WASHINGTON — There was a silver lining to a prophylactic vaccine against hepatitis C virus (HCV) that failed to prevent chronic HCV infection: it proved that testing vaccines in a population of patients who inject drugs is possible, a researcher said here.
A phase I/II randomized trial found no effect on 6-month chronic HCV outcome among participants randomized to receive HCV vaccine or placebo (vaccine efficacy -0.529, 95% CI -2.535 to 0.339), reported Andrea Cox, MD, of Johns Hopkins University in Baltimore.
But the vaccine was well-tolerated, and produced an immunogenic response in 78% of vaccine recipients (who responded to vaccine peptide pools in IFN-γ ELISpot assay, which measures T cell response), she reported in a late-breaking presentation at the IDWeek meeting, with joint sponsorship by the Infectious Diseases Society of America, the Pediatric Infectious Diseases Society, the Society for Healthcare Epidemiology of America (SHEA), and the HIV Medicine Association.
Cox painted a dire picture of the global HCV epidemic worldwide, saying that the chronic rate of both HCV and hepatitis B virus (HBV) infection is rising.
“If the trend continues as predicted, by 2040, [it is] estimated that the mortality from HCV and HBV will exceed that of [tuberculosis], HIV, and malaria combined,” she said.
The World Health Organization is targeting HCV for elimination by 2030, but significant barriers remain, Cox noted. She added that there are 1.5 million new annual infections globally and the rising rate of incident infections in the U.S., whereas HBV, a vaccine-preventable illness, has not shown similar increases.

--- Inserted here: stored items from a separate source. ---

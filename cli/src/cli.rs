use crate::session::Session;
use anyhow::{Context, Result};
use clap::{Args, Parser, Subcommand};
use hitlflow_client::{
    ChannelCallbacks, ClientConfig, HostCallbacks, HttpWorkflowApi, InstanceId, Notification,
    ResumeAction, StartRequest, ViewRegistries, WorkflowApi, WorkflowHandlers,
};
use std::sync::Arc;
use std::time::Duration;
use tokio::sync::mpsc;

/// How long buffered notifications may take to print on exit
const NOTIFICATION_FLUSH_TIMEOUT: Duration = Duration::from_millis(200);

#[derive(Debug, Parser)]
#[command(name = "hitlflow", author, version, about = "Drive checkpoint-driven remote workflows")]
pub struct Cli {
    /// API root, overrides HITLFLOW_BASE_URL
    #[arg(long, global = true)]
    base_url: Option<String>,

    /// Bearer token, overrides HITLFLOW_AUTH_TOKEN
    #[arg(long, global = true)]
    token: Option<String>,

    #[command(subcommand)]
    command: Command,
}

#[derive(Debug, Subcommand)]
enum Command {
    /// Start a workflow instance and follow it
    Start(StartArgs),
    /// Print the current snapshot of an instance
    State(StateArgs),
    /// Follow an instance, answering its checkpoints
    Watch(FollowArgs),
    /// Continue a paused instance and follow it
    Run(FollowArgs),
    /// Answer the checkpoint an instance waits at
    Resume(ResumeArgs),
    /// Cancel an instance
    Cancel(InstanceArgs),
    /// Pause a running instance
    Pause(InstanceArgs),
}

#[derive(Debug, Args)]
struct StartArgs {
    workflow_id: String,

    /// Input as a file path or a JSON string; anything else is sent as a string
    #[arg(long, short, default_value = "{}")]
    input: String,

    #[arg(long)]
    conversation: Option<String>,

    /// Approve every checkpoint without asking
    #[arg(long)]
    auto_approve: bool,
}

#[derive(Debug, Args)]
struct StateArgs {
    instance_id: String,

    /// Print the raw snapshot
    #[arg(long)]
    json: bool,
}

#[derive(Debug, Args)]
struct FollowArgs {
    instance_id: String,

    #[arg(long)]
    auto_approve: bool,
}

#[derive(Debug, Args)]
struct ResumeArgs {
    instance_id: String,

    /// approve, edit or reject
    action: ResumeAction,

    /// Data sent with the action (file path or JSON string)
    #[arg(long, short)]
    data: Option<String>,
}

#[derive(Debug, Args)]
struct InstanceArgs {
    instance_id: String,
}

/// File contents or the argument itself, as JSON when it parses, as a string otherwise.
fn parse_json_arg(arg: &str) -> serde_json::Value {
    let text = std::fs::read_to_string(arg).unwrap_or_else(|_| arg.to_string());
    serde_json::from_str(&text).unwrap_or(serde_json::Value::String(text))
}

async fn print_notifications(mut rx: mpsc::UnboundedReceiver<Notification>) {
    while let Some(notification) = rx.recv().await {
        println!("{}", notification);
    }
}

impl Cli {
    pub async fn run(self) -> Result<()> {
        let mut config = ClientConfig::from_env().context("invalid HITLFLOW_* configuration")?;
        if let Some(base_url) = self.base_url {
            config = config.with_base_url(base_url);
        }
        if let Some(token) = self.token {
            config = config.with_auth_token(token);
        }
        let api: Arc<dyn WorkflowApi> =
            Arc::new(HttpWorkflowApi::new(&config).context("cannot build http client")?);
        tracing::debug!(base_url = %config.base_url, "client configured");

        let (callbacks, notifications) = ChannelCallbacks::new();
        let printer = tokio::spawn(print_notifications(notifications));
        let result = execute(self.command, api, Arc::new(callbacks)).await;

        // every sender is gone once the handlers are dropped
        if tokio::time::timeout(NOTIFICATION_FLUSH_TIMEOUT, printer)
            .await
            .is_err()
        {
            tracing::debug!("notification printer did not finish");
        }
        result
    }
}

async fn execute(
    command: Command,
    api: Arc<dyn WorkflowApi>,
    callbacks: Arc<dyn HostCallbacks>,
) -> Result<()> {
    let views = ViewRegistries::default();
    match command {
        Command::Start(args) => {
            let mut request = StartRequest::new(args.workflow_id.as_str(), parse_json_arg(&args.input));
            if let Some(conversation) = args.conversation {
                request = request.with_conversation_id(conversation);
            }
            let handlers = WorkflowHandlers::start(api, request, callbacks)
                .await
                .with_context(|| format!("cannot start workflow {}", args.workflow_id))?;
            println!("started instance {}", handlers.instance_id());
            let mut session = Session::new(handlers, views, args.auto_approve);
            session.follow_start().await?;
            session.drive().await
        }
        Command::State(args) => {
            let instance_id = InstanceId::new(args.instance_id);
            let state = api
                .get_state(&instance_id)
                .await
                .with_context(|| format!("cannot fetch instance {}", instance_id))?;
            if args.json {
                println!("{}", serde_json::to_string_pretty(&state)?);
            } else {
                print!("{}", views.get_workflow_view(&state.workflow_id).render(&state, None));
            }
            Ok(())
        }
        Command::Watch(args) => {
            let handlers = attach(&args.instance_id, api, callbacks).await?;
            Session::new(handlers, views, args.auto_approve).drive().await
        }
        Command::Run(args) => {
            let handlers = attach(&args.instance_id, api, callbacks).await?;
            let mut session = Session::new(handlers, views, args.auto_approve);
            session.follow_run().await?;
            session.drive().await
        }
        Command::Resume(args) => {
            let handlers = attach(&args.instance_id, api, callbacks).await?;
            let data = args.data.as_deref().map(parse_json_arg);
            let mut session = Session::new(handlers, views, false);
            session.follow_resume(args.action, data).await?;
            session.render();
            Ok(())
        }
        Command::Cancel(args) => {
            let handlers = attach(&args.instance_id, api, callbacks).await?;
            handlers
                .cancel()
                .await
                .with_context(|| format!("cannot cancel instance {}", args.instance_id))
        }
        Command::Pause(args) => {
            let handlers = attach(&args.instance_id, api, callbacks).await?;
            handlers
                .pause()
                .await
                .with_context(|| format!("cannot pause instance {}", args.instance_id))?;
            Session::new(handlers, views, false).render();
            Ok(())
        }
    }
}

async fn attach(
    instance_id: &str,
    api: Arc<dyn WorkflowApi>,
    callbacks: Arc<dyn HostCallbacks>,
) -> Result<WorkflowHandlers> {
    WorkflowHandlers::attach(InstanceId::new(instance_id), api, callbacks)
        .await
        .with_context(|| format!("cannot load instance {}", instance_id))
}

This vaccine was designed to generate T cell immunity based on viral vectors, and was comprised of recombinant chimpanzee adenovirus 3 vector vaccine prime followed by a recombinant modified vaccinia Ankara boost, both encoding nonstructural proteins of HCV, the authors said.
Participants included adults (ages 18-45) who inject drugs at high risk of HCV, but who were not infected with HCV at screening. They were counseled and referred to drug treatment and needle syringe programs, Cox said. Overall, 455 participants received two injections at 0 and 8 weeks of either vaccine or placebo. Their immune response was assessed and they were tested for HCV RNA to measure incident infection. They were followed for 20 months or 9 months following acquisition of infection.
But the result was the same as it has been for the past 30 years for people who have been trying to develop a vaccine against HCV, said Douglas Dieterich, MD, of the Icahn School of Medicine at Mount Sinai in New York City.
“The positive is they were able to prove you can do a study in this population of IV drug users at risk for hepatitis C. The bad news is they haven’t figured out what would work yet. Hepatitis C is a smart virus,” he told MedPage Today.
Dieterich, who was not involved in the study, characterized the study as “a valiant effort, and proof of principle for drug users at high risk.”
Patients were 78% men, 61% white, and were well-balanced in gender, race/ethnicity; ILB28 status, age, and BMI were similar in both groups.
The overall incidence of infection was 13 infections per 100 person years, but there was no difference in incident infection between groups. For immunogenicity, peak response in the vaccine group was 7 days following administration of the boost vaccine.
“T-cell responses were induced, but they were less robust and less broad than in healthy volunteers,” Cox said. “It’s unknown if the vaccine response is targeting the infecting viruses, but that’s something we’re now determining.”
Examining safety, there were 79 serious adverse events reported for 65 participants (12%), but none were related to the vaccine regimen, Cox said. They included endocarditis, trauma, and overdose, which is to be expected in this population. The most common adverse events in the vaccine group were tenderness, pain and erythema, or superficial reddening of the skin. But less than 1% of vaccinated participants experienced severe reactions, including high-grade local reactions, the authors said.
Cox emphasized that the need for a vaccine is critical to interrupt HCV transmission, is significant, and critical to achieve HCV elimination goals.
“Testing vaccines in [people who inject drugs] is possible, but additional strategies will need to be considered, ideally with information gained from this vaccine in informing future vaccine design,” she said.
The study was supported by the National Institute of Allergy and Infectious Diseases (NIAID).
Page and Cox disclosed no relevant relationships with industry. Co-authors disclosed support from Gilead and employment with GlaxoSmithKline and ReiThera.